Objective: To establish a rapid, sensitive and specific TaqMan probe real-time fluorescent quantitative PCR method for the detection of Helicobacter pylori for the quantitative detection of Helicobacter pylori.
Method: H. bilis conservative gene P17 sequence full length ORF435bp PCR amplification, TA cloning, plasmid standard pMD-HBP17 construction. Through the quantitative analysis of pMD-HBP17 standards, the reaction system was optimized to detect the sensitivity, specificity and reproducibility of the TaqMan probe real-time fluorescent quantitative PCR method. 77 clinical samples were tested through the established qPCR method and compared with normal samples. Polymerase chain reaction. Compare the test results.
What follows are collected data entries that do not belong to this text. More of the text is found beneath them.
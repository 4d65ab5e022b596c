//! Dynamically typed field values for schema-driven encoding.
//!
//! A schema walker that only knows field types at runtime carries values as
//! [`Value`] and hands them to the [`CodecTable`](crate::registry::CodecTable)
//! together with the field's [`PrimitiveType`].

use crate::encoder::WireEncode;
use crate::types::{Duration, PrimitiveType, Raw64, Time};

/// A primitive value, or a homogeneous array of them.
///
/// 64-bit integers come in two shapes: the native `Int64`/`Uint64`
/// variants and the opaque [`Value::Raw64`] byte sequence. Both are accepted
/// for `int64` and `uint64` fields.
#[derive(Debug, Clone, PartialEq)]
pub enum Value {
    Bool(bool),
    Int8(i8),
    Int16(i16),
    Int32(i32),
    Int64(i64),
    Uint8(u8),
    Uint16(u16),
    Uint32(u32),
    Uint64(u64),
    Raw64(Raw64),
    Float32(f32),
    Float64(f64),
    String(String),
    Time(Time),
    Duration(Duration),
    Array(Vec<Value>),
}

impl Value {
    /// Returns the wire type this value encodes as, or `None` for arrays.
    ///
    /// [`Value::Raw64`] reports `Uint64`; it encodes identically for
    /// `int64`.
    #[must_use]
    pub const fn primitive_type(&self) -> Option<PrimitiveType> {
        Some(match self {
            Value::Bool(_) => PrimitiveType::Bool,
            Value::Int8(_) => PrimitiveType::Int8,
            Value::Int16(_) => PrimitiveType::Int16,
            Value::Int32(_) => PrimitiveType::Int32,
            Value::Int64(_) => PrimitiveType::Int64,
            Value::Uint8(_) => PrimitiveType::Uint8,
            Value::Uint16(_) => PrimitiveType::Uint16,
            Value::Uint32(_) => PrimitiveType::Uint32,
            Value::Uint64(_) | Value::Raw64(_) => PrimitiveType::Uint64,
            Value::Float32(_) => PrimitiveType::Float32,
            Value::Float64(_) => PrimitiveType::Float64,
            Value::String(_) => PrimitiveType::String,
            Value::Time(_) => PrimitiveType::Time,
            Value::Duration(_) => PrimitiveType::Duration,
            Value::Array(_) => return None,
        })
    }

    /// Returns the number of bytes this value occupies on the wire.
    #[must_use]
    pub fn encoded_len(&self) -> usize {
        match self {
            Value::Bool(v) => v.encoded_len(),
            Value::Int8(v) => v.encoded_len(),
            Value::Int16(v) => v.encoded_len(),
            Value::Int32(v) => v.encoded_len(),
            Value::Int64(v) => v.encoded_len(),
            Value::Uint8(v) => v.encoded_len(),
            Value::Uint16(v) => v.encoded_len(),
            Value::Uint32(v) => v.encoded_len(),
            Value::Uint64(v) => v.encoded_len(),
            Value::Raw64(v) => v.encoded_len(),
            Value::Float32(v) => v.encoded_len(),
            Value::Float64(v) => v.encoded_len(),
            Value::String(v) => v.encoded_len(),
            Value::Time(v) => v.encoded_len(),
            Value::Duration(v) => v.encoded_len(),
            Value::Array(items) => items.iter().map(Value::encoded_len).sum(),
        }
    }

    pub fn as_bool(&self) -> Option<bool> {
        match self {
            Value::Bool(v) => Some(*v),
            _ => None,
        }
    }

    pub fn as_i64(&self) -> Option<i64> {
        match self {
            Value::Int8(v) => Some(i64::from(*v)),
            Value::Int16(v) => Some(i64::from(*v)),
            Value::Int32(v) => Some(i64::from(*v)),
            Value::Int64(v) => Some(*v),
            Value::Uint8(v) => Some(i64::from(*v)),
            Value::Uint16(v) => Some(i64::from(*v)),
            Value::Uint32(v) => Some(i64::from(*v)),
            _ => None,
        }
    }

    pub fn as_u64(&self) -> Option<u64> {
        match self {
            Value::Uint8(v) => Some(u64::from(*v)),
            Value::Uint16(v) => Some(u64::from(*v)),
            Value::Uint32(v) => Some(u64::from(*v)),
            Value::Uint64(v) => Some(*v),
            _ => None,
        }
    }

    pub fn as_f64(&self) -> Option<f64> {
        match self {
            Value::Float32(v) => Some(f64::from(*v)),
            Value::Float64(v) => Some(*v),
            _ => None,
        }
    }

    pub fn as_str(&self) -> Option<&str> {
        match self {
            Value::String(v) => Some(v),
            _ => None,
        }
    }

    pub fn as_raw64(&self) -> Option<&Raw64> {
        match self {
            Value::Raw64(v) => Some(v),
            _ => None,
        }
    }

    pub fn as_time(&self) -> Option<Time> {
        match self {
            Value::Time(v) => Some(*v),
            _ => None,
        }
    }

    pub fn as_duration(&self) -> Option<Duration> {
        match self {
            Value::Duration(v) => Some(*v),
            _ => None,
        }
    }

    pub fn as_array(&self) -> Option<&[Value]> {
        match self {
            Value::Array(items) => Some(items),
            _ => None,
        }
    }

    /// Returns the variant name, used in type mismatch errors.
    #[must_use]
    pub const fn variant_name(&self) -> &'static str {
        match self {
            Value::Bool(_) => "Bool",
            Value::Int8(_) => "Int8",
            Value::Int16(_) => "Int16",
            Value::Int32(_) => "Int32",
            Value::Int64(_) => "Int64",
            Value::Uint8(_) => "Uint8",
            Value::Uint16(_) => "Uint16",
            Value::Uint32(_) => "Uint32",
            Value::Uint64(_) => "Uint64",
            Value::Raw64(_) => "Raw64",
            Value::Float32(_) => "Float32",
            Value::Float64(_) => "Float64",
            Value::String(_) => "String",
            Value::Time(_) => "Time",
            Value::Duration(_) => "Duration",
            Value::Array(_) => "Array",
        }
    }
}

macro_rules! impl_value_from {
    ($($ty:ty => $variant:ident),* $(,)?) => {
        $(
            impl From<$ty> for Value {
                fn from(v: $ty) -> Self {
                    Value::$variant(v)
                }
            }
        )*
    };
}

impl_value_from!(
    bool => Bool,
    i8 => Int8,
    i16 => Int16,
    i32 => Int32,
    i64 => Int64,
    u8 => Uint8,
    u16 => Uint16,
    u32 => Uint32,
    u64 => Uint64,
    Raw64 => Raw64,
    f32 => Float32,
    f64 => Float64,
    String => String,
    Time => Time,
    Duration => Duration,
);

impl From<&str> for Value {
    fn from(v: &str) -> Self {
        Value::String(v.to_string())
    }
}

impl<T: Into<Value>> From<Vec<T>> for Value {
    fn from(items: Vec<T>) -> Self {
        Value::Array(items.into_iter().map(Into::into).collect())
    }
}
Result: The established qPCR detection method showed good linearity and correlation between 108-101 copies of plasmid DNA concentration. The slope of the obtained standard curve reached -3.46, the correlation coefficient reached 0.999, and the detection sensitivity reached 20. The detection rate of copy 77 clinical samples was 14.3? higher than the detection rate of normal PCR (7.8?.
Conclusion: The established H. bilisq PCR detection method has good specificity, high sensitivity and strong stability, and can be used for the quantitative and qualitative detection of Helicobacter pylori.